By default, strings become eligible for deduplication if they have survived three GC runs. It can be changed by passing this  -XX:StringDeduplicationAgeThreshold.

Example:

-XX:StringDeduplicationAgeThreshold=6

(4). Impact on GC Pause Times

Since string deduplication is performed during garbage collection, it has the potential to impact GC pause time. However, the assumption is that a high enough deduplication success rate will balance out most or all of this impact, because deduplication can reduce the amount of work needed in other phases of a GC pause (like reduced number of objects to evacuate) as well as reduce the GC frequency (due to reduced pressure on the heap). To analyze the GC pause time impact, you may consider using tools like GCeasy

(5). Only Underlying char[ ] Is Replaced

The java.lang.String class has two fields:

private final char[] value

private int hash

 -XX:+UseStringDeduplication doesn’t eliminate duplicate string object itself. It only replaces the underlying char[ ]. Deduplicating a string object is conceptually just a re-assignment of the value field, i.e. a  String.value = anotherString.value.

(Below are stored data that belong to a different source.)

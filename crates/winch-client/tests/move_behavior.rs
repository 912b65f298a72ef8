//! 移动状态机的端到端行为测试
//!
//! 全部跑在确定性模拟器上：方向守卫、自由轮/伺服切换、空转
//! 放弃、松弛检测、忙拒绝、取消清理。

use std::sync::mpsc;
use std::time::{Duration, Instant};
use winch_client::{
    Calibration, DirectionConstraint, MoveRequest, OperationError, StartError, WinchController,
};
use winch_driver::{Motor, MotorOptions};
use winch_protocol::SpoolGeometry;
use winch_serial::{LoadModel, SimHandle, SimMotor};

fn sim_controller() -> (std::sync::Arc<WinchController>, SimHandle) {
    let sim = SimMotor::new();
    let handle = sim.handle();
    let motor = Motor::connect(sim, SpoolGeometry::default(), MotorOptions::default()).unwrap();
    let calibration = Calibration {
        tick_interval_ms: 10,
        ..Default::default()
    };
    (WinchController::new(motor, calibration), handle)
}

/// 等待命令日志满足条件（带超时的轮询）
fn wait_for(handle: &SimHandle, timeout: Duration, pred: impl Fn(&[String]) -> bool) -> bool {
    let deadline = Instant::now() + timeout;
    while Instant::now() < deadline {
        if pred(&handle.tokens()) {
            return true;
        }
        std::thread::sleep(Duration::from_millis(5));
    }
    false
}

#[test]
fn test_direction_guard_is_noop_with_zero_commands() {
    let (ctrl, handle) = sim_controller();
    let conv = *ctrl.motor().converter();

    // 放到 0.5 m，预热位置缓存
    handle.set_position_counts(conv.position_m_to_device(0.5));
    ctrl.cable_out(Duration::ZERO).unwrap();
    handle.clear_log();

    // 目标在当前位置后面，但只允许向外放线：无操作
    let request = MoveRequest::to(0.2)
        .direction(DirectionConstraint::OutOnly)
        .monitor_slack();
    ctrl.move_cable(&request).unwrap();

    assert_eq!(handle.write_count(), 0, "no-op move must issue zero commands");
}

#[test]
fn test_move_to_current_position_is_noop() {
    let (ctrl, handle) = sim_controller();
    let conv = *ctrl.motor().converter();

    handle.set_position_counts(conv.position_m_to_device(1.0));
    ctrl.cable_out(Duration::ZERO).unwrap();
    handle.clear_log();

    // 目标就是当前位置，方向约束与运动相抵：幂等
    let request = MoveRequest::to(1.0).direction(DirectionConstraint::InOnly);
    ctrl.move_cable(&request).unwrap();
    assert_eq!(handle.write_count(), 0);

    let request = MoveRequest::to(1.0).direction(DirectionConstraint::OutOnly);
    ctrl.move_cable(&request).unwrap();
    assert_eq!(handle.write_count(), 0);
}

#[test]
fn test_freewheel_give_up_at_idle_timeout() {
    let (ctrl, handle) = sim_controller();
    // 无外载：线永远张不起来
    handle.set_load(LoadModel::Static);

    let max_idle = Duration::from_millis(300);
    let request = MoveRequest::to(5.0).monitor_slack().max_idle(max_idle);

    let started = Instant::now();
    ctrl.move_cable(&request).unwrap();
    let elapsed = started.elapsed();

    // 正好在空转上限处放弃：不早于上限，不晚于上限加两三个周期
    assert!(
        elapsed >= max_idle,
        "gave up too early: {elapsed:?} < {max_idle:?}"
    );
    assert!(
        elapsed < max_idle + Duration::from_millis(250),
        "gave up too late: {elapsed:?}"
    );

    // 放弃路径也要停车抱闸
    let tokens = handle.tokens();
    assert!(tokens.contains(&"X".to_string()));
    assert!(tokens.contains(&"BRKTRJ".to_string()));
}

#[test]
fn test_slack_move_freewheels_then_servos_to_target() {
    let (ctrl, handle) = sim_controller();
    // 外载把线拉到目标速度的 25% 以上（0.25 m/s 的默认目标）
    handle.set_load(LoadModel::ConstantPull {
        device_velocity: 400_000.0,
    });

    let request = MoveRequest::to(0.3)
        .monitor_slack()
        .max_idle(Duration::from_secs(2));
    ctrl.move_cable(&request).unwrap();

    // 确实经过了伺服阶段（下发过 MP 轨迹命令）
    assert!(handle.tokens().contains(&"MP".to_string()));

    // 到位（缓存读数来自最后一个周期的批量采样）
    let cable = ctrl.cable_out(Duration::from_secs(10)).unwrap();
    assert!(
        cable.meters >= 0.28,
        "expected to reach ~0.3 m, got {:.3} m",
        cable.meters
    );

    // 结束后停车抱闸
    let tokens = handle.tokens();
    assert!(tokens.contains(&"X".to_string()));
    assert!(tokens.contains(&"BRKTRJ".to_string()));
}

#[test]
fn test_servo_slack_detection_reverts_to_freewheel() {
    let (ctrl, handle) = sim_controller();
    handle.set_load(LoadModel::ConstantPull {
        device_velocity: 400_000.0,
    });

    let (tx, rx) = mpsc::channel();
    let request = MoveRequest::to(0.8)
        .monitor_slack()
        .max_idle(Duration::from_millis(400));
    ctrl.clone().move_cable_background(
        request,
        Some(Box::new(move |result| {
            let _ = tx.send(result);
        })),
    )
    .unwrap();

    // 等状态机切入伺服
    assert!(wait_for(&handle, Duration::from_secs(2), |tokens| {
        tokens.contains(&"MP".to_string())
    }));

    // 注入松弛症状：电流超阈值，力矩超速度相关阈值
    handle.set_current_readout(Some(400.0));
    handle.set_torque_readout(Some(100_000.0));

    // 状态机应发出零力矩命令退回自由轮。
    // 自由轮入口本身带一次 T=0，所以看第二次出现
    assert!(
        wait_for(&handle, Duration::from_secs(2), |tokens| {
            tokens.iter().filter(|t| *t == "T=0").count() >= 2
        }),
        "expected a second zero-torque command after slack detection"
    );

    // 力矩读数不归零：自由轮等不到真自由轮，空转超时后正常结束
    let result = rx.recv_timeout(Duration::from_secs(5)).unwrap();
    result.unwrap();
}

#[test]
fn test_busy_refusal_leaves_running_move_alone() {
    let (ctrl, handle) = sim_controller();

    let (tx, rx) = mpsc::channel();
    // 很远的目标：移动会跑很久
    ctrl.clone().move_cable_background(
        MoveRequest::to(50.0),
        Some(Box::new(move |result| {
            let _ = tx.send(result);
        })),
    )
    .unwrap();

    assert!(wait_for(&handle, Duration::from_secs(2), |tokens| {
        tokens.contains(&"MP".to_string())
    }));

    // 第二个操作被拒绝，且不生成线程、不碰第一个操作
    let second = ctrl.clone().move_cable_background(MoveRequest::to(1.0), None);
    assert_eq!(second.unwrap_err(), StartError::Busy("move to position"));
    assert!(ctrl.supervisor().is_busy());
    assert_eq!(ctrl.current_action(), Some("move to position"));

    // 收尾：取消第一个操作。钉住"轨迹进行中"状态字，
    // 让取消信号一定先于轨迹结束被观察到
    handle.set_status_override(Some(0x0C05));
    ctrl.abort(false);
    let result = rx.recv_timeout(Duration::from_secs(5)).unwrap();
    assert!(matches!(result, Err(OperationError::Aborted(_))));
}

#[test]
fn test_abort_during_servo_stops_and_brakes() {
    let (ctrl, handle) = sim_controller();

    let (tx, rx) = mpsc::channel();
    // 纯伺服移动（不开松弛监测）
    ctrl.clone().move_cable_background(
        MoveRequest::to(10.0),
        Some(Box::new(move |result| {
            let _ = tx.send(result);
        })),
    )
    .unwrap();

    assert!(wait_for(&handle, Duration::from_secs(2), |tokens| {
        tokens.contains(&"MP".to_string())
    }));
    handle.clear_log();

    // 钉住"轨迹进行中"状态字：快路径停车不会让状态机先看到
    // 轨迹结束，取消信号一定在轮询点被消费
    handle.set_status_override(Some(0x0C05));
    ctrl.abort(false);
    let result = rx.recv_timeout(Duration::from_secs(5)).unwrap();
    match result {
        Err(OperationError::Aborted(signal)) => assert!(!signal.cleanup),
        other => panic!("expected abort, got {other:?}"),
    }

    // 取消后：先停车（X）再抱闸（BRKTRJ），顺序不能反
    let tokens = handle.tokens();
    let stop_at = tokens.iter().position(|t| t == "X");
    let brake_at = tokens.iter().rposition(|t| t == "BRKTRJ");
    assert!(stop_at.is_some(), "no stop command after abort: {tokens:?}");
    assert!(brake_at.is_some(), "no brake command after abort: {tokens:?}");
    assert!(stop_at.unwrap() < brake_at.unwrap());

    // 槽位复位：后续操作不会被误判为已取消
    while ctrl.supervisor().is_busy() {
        std::thread::sleep(Duration::from_millis(5));
    }
    assert_eq!(ctrl.current_action(), None);
    assert!(ctrl.poll().is_ok());
}

#[test]
fn test_abort_during_freewheel_stops_and_brakes() {
    let (ctrl, handle) = sim_controller();
    handle.set_load(LoadModel::Static);

    let (tx, rx) = mpsc::channel();
    let request = MoveRequest::to(5.0)
        .monitor_slack()
        .max_idle(Duration::from_secs(30));
    ctrl.clone().move_cable_background(
        request,
        Some(Box::new(move |result| {
            let _ = tx.send(result);
        })),
    )
    .unwrap();

    // 等进入自由轮（入口的力矩序列出现）
    assert!(wait_for(&handle, Duration::from_secs(2), |tokens| {
        tokens.contains(&"MT".to_string())
    }));
    handle.clear_log();

    ctrl.abort(true);
    let result = rx.recv_timeout(Duration::from_secs(5)).unwrap();
    match result {
        Err(OperationError::Aborted(signal)) => assert!(signal.cleanup),
        other => panic!("expected abort, got {other:?}"),
    }

    let tokens = handle.tokens();
    assert!(tokens.contains(&"X".to_string()));
    assert!(tokens.contains(&"BRKTRJ".to_string()));
}

#[test]
fn test_position_dependent_velocity_reissues_trajectory() {
    let (ctrl, handle) = sim_controller();

    // 0.15 m 之前慢速，之后快速：经过分界点时应重发轨迹命令
    let profile = winch_client::VelocityPolicy::profile(|m| if m < 0.15 { 0.1 } else { 0.3 });
    let request = MoveRequest::to(0.3).velocity_profile(profile);
    ctrl.move_cable(&request).unwrap();

    // 至少两条不同 VT 的 MP 命令
    let writes = handle.writes();
    let mp_cmds: Vec<&String> = writes.iter().filter(|w| w.contains("MP")).collect();
    assert!(
        mp_cmds.len() >= 2,
        "expected trajectory reissue, got {mp_cmds:?}"
    );
    let vts: std::collections::HashSet<&str> = mp_cmds
        .iter()
        .filter_map(|w| w.split_whitespace().find(|t| t.starts_with("VT=")))
        .collect();
    assert!(vts.len() >= 2, "expected differing VT values, got {vts:?}");
}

Each string object takes at least 24 bytes (the exact size of a string object depends on the JVM configuration, but 24 bytes is a minimum). Thus, this feature saves less memory if there are a lot of short duplicate strings.

(6). Java 8 Update 20

The -XX:+UseStringDeduplication feature is supported only from Java 8 update 20. Thus, if you are running on any older versions of Java, you will not be able to use this feature.

(7). -XX:+PrintStringDeduplicationStatistics

If you would like to see string deduplication statistics, such as how much time it took to run, how much duplicate strings were evacuated, how much savings you gained, you may pass the -XX:+PrintStringDeduplicationStatistics JVM argument. In the error console, statistics will be printed.

Conclusion

If your application is using G1 GC and running on a version above Java 8 update 20, you may consider enabling -XX:+UseStringDeduplication. You might get fruitful results especially if there are a lot of duplicate strings among long-lived objects. However, do thorough testing before enabling this argument in the production environment.